■ WHAT YOU WILL DO
Where the word "oneshot" occurs in a line of the listing below, copy that line.

DATA RECORDS section start

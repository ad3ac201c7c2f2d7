pub mod auth;
pub mod config;
pub mod database;
pub mod error;
pub mod handlers;
pub mod middleware;
pub mod services;

use std::sync::Arc;

use axum::{
    http::{header, HeaderValue, Method},
    middleware::from_fn_with_state,
    routing::{get, put},
    Router,
};
use tower_http::{
    cors::{AllowOrigin, CorsLayer},
    trace::TraceLayer,
};

use crate::auth::SessionService;
use crate::config::SecurityConfig;
use crate::services::TodoService;

/// Dependencies shared by every request, constructed once at startup
#[derive(Clone)]
pub struct AppState {
    pub sessions: Arc<dyn SessionService>,
    pub todos: TodoService,
}

impl AppState {
    pub fn new(sessions: Arc<dyn SessionService>, todos: TodoService) -> Self {
        Self { sessions, todos }
    }
}

pub fn app(state: AppState, security: &SecurityConfig) -> Router {
    Router::new()
        // Public
        .route("/", get(handlers::public::root))
        .route("/health", get(handlers::public::health))
        // Protected; /api prefix is the browser client's base path
        .merge(todo_routes(state.clone()))
        .nest("/api", todo_routes(state.clone()))
        // Global middleware
        .layer(cors_layer(security))
        .layer(TraceLayer::new_for_http())
        .with_state(state)
}

fn todo_routes(state: AppState) -> Router<AppState> {
    use handlers::protected;

    Router::new()
        .route("/todos", get(protected::todo_list).post(protected::todo_create))
        .route(
            "/todos/:id",
            put(protected::todo_update).delete(protected::todo_delete),
        )
        .route_layer(from_fn_with_state(state, middleware::session_gate))
}

fn cors_layer(security: &SecurityConfig) -> CorsLayer {
    let origins: Vec<HeaderValue> = security
        .cors_origins
        .iter()
        .filter_map(|origin| match origin.parse() {
            Ok(value) => Some(value),
            Err(_) => {
                tracing::warn!("Ignoring invalid CORS origin: {}", origin);
                None
            }
        })
        .collect();

    CorsLayer::new()
        .allow_origin(AllowOrigin::list(origins))
        .allow_methods([
            Method::GET,
            Method::POST,
            Method::PUT,
            Method::DELETE,
            Method::OPTIONS,
        ])
        .allow_headers([header::CONTENT_TYPE, header::AUTHORIZATION, header::COOKIE])
        .expose_headers([header::SET_COOKIE])
        .allow_credentials(true)
}

#[cfg(test)]
mod tests {
    use super::*;
    use crate::auth::JwtSessionService;
    use crate::config::AppConfig;
    use crate::database::MemoryTodoStore;
    use axum::body::{to_bytes, Body};
    use axum::http::{Request, StatusCode};
    use serde_json::{json, Value};
    use tower::ServiceExt;

    fn test_app() -> Router {
        let state = AppState::new(
            Arc::new(JwtSessionService::new("secret", "session_token")),
            TodoService::new(Arc::new(MemoryTodoStore::new())),
        );
        app(state, &AppConfig::development().security)
    }

    fn preflight(origin: &str) -> Request<Body> {
        Request::builder()
            .method(Method::OPTIONS)
            .uri("/api/todos")
            .header(header::ORIGIN, origin)
            .header(header::ACCESS_CONTROL_REQUEST_METHOD, "PUT")
            .body(Body::empty())
            .unwrap()
    }

    #[tokio::test]
    async fn preflight_allows_configured_origin_with_credentials() {
        let response = test_app().oneshot(preflight("http://localhost:5173")).await.unwrap();

        assert_eq!(response.status(), StatusCode::OK);
        assert_eq!(
            response.headers()[header::ACCESS_CONTROL_ALLOW_ORIGIN],
            "http://localhost:5173"
        );
        assert_eq!(response.headers()[header::ACCESS_CONTROL_ALLOW_CREDENTIALS], "true");
    }

    #[tokio::test]
    async fn preflight_from_unknown_origin_gets_no_grant() {
        let response = test_app().oneshot(preflight("http://evil.example")).await.unwrap();
        assert!(response.headers().get(header::ACCESS_CONTROL_ALLOW_ORIGIN).is_none());
    }

    #[tokio::test]
    async fn todo_routes_sit_behind_the_gate() {
        for uri in ["/todos", "/api/todos"] {
            let response = test_app()
                .oneshot(Request::builder().uri(uri).body(Body::empty()).unwrap())
                .await
                .unwrap();
            assert_eq!(response.status(), StatusCode::UNAUTHORIZED);

            let body = to_bytes(response.into_body(), usize::MAX).await.unwrap();
            let body: Value = serde_json::from_slice(&body).unwrap();
            assert_eq!(body, json!({ "error": "Unauthorized" }));
        }
    }

    #[tokio::test]
    async fn health_is_public() {
        let response = test_app()
            .oneshot(Request::builder().uri("/health").body(Body::empty()).unwrap())
            .await
            .unwrap();
        assert_eq!(response.status(), StatusCode::OK);
    }
}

DATA RECORDS section end

■ SOLUTION TO THIS PROBLEM
        let response = test_app().oneshot(preflight("http://localhost:5173")).await.unwrap();
        let response = test_app().oneshot(preflight("http://evil.example")).await.unwrap();
                .oneshot(Request::builder().uri(uri).body(Body::empty()).unwrap())
            .oneshot(Request::builder().uri("/health").body(Body::empty()).unwrap())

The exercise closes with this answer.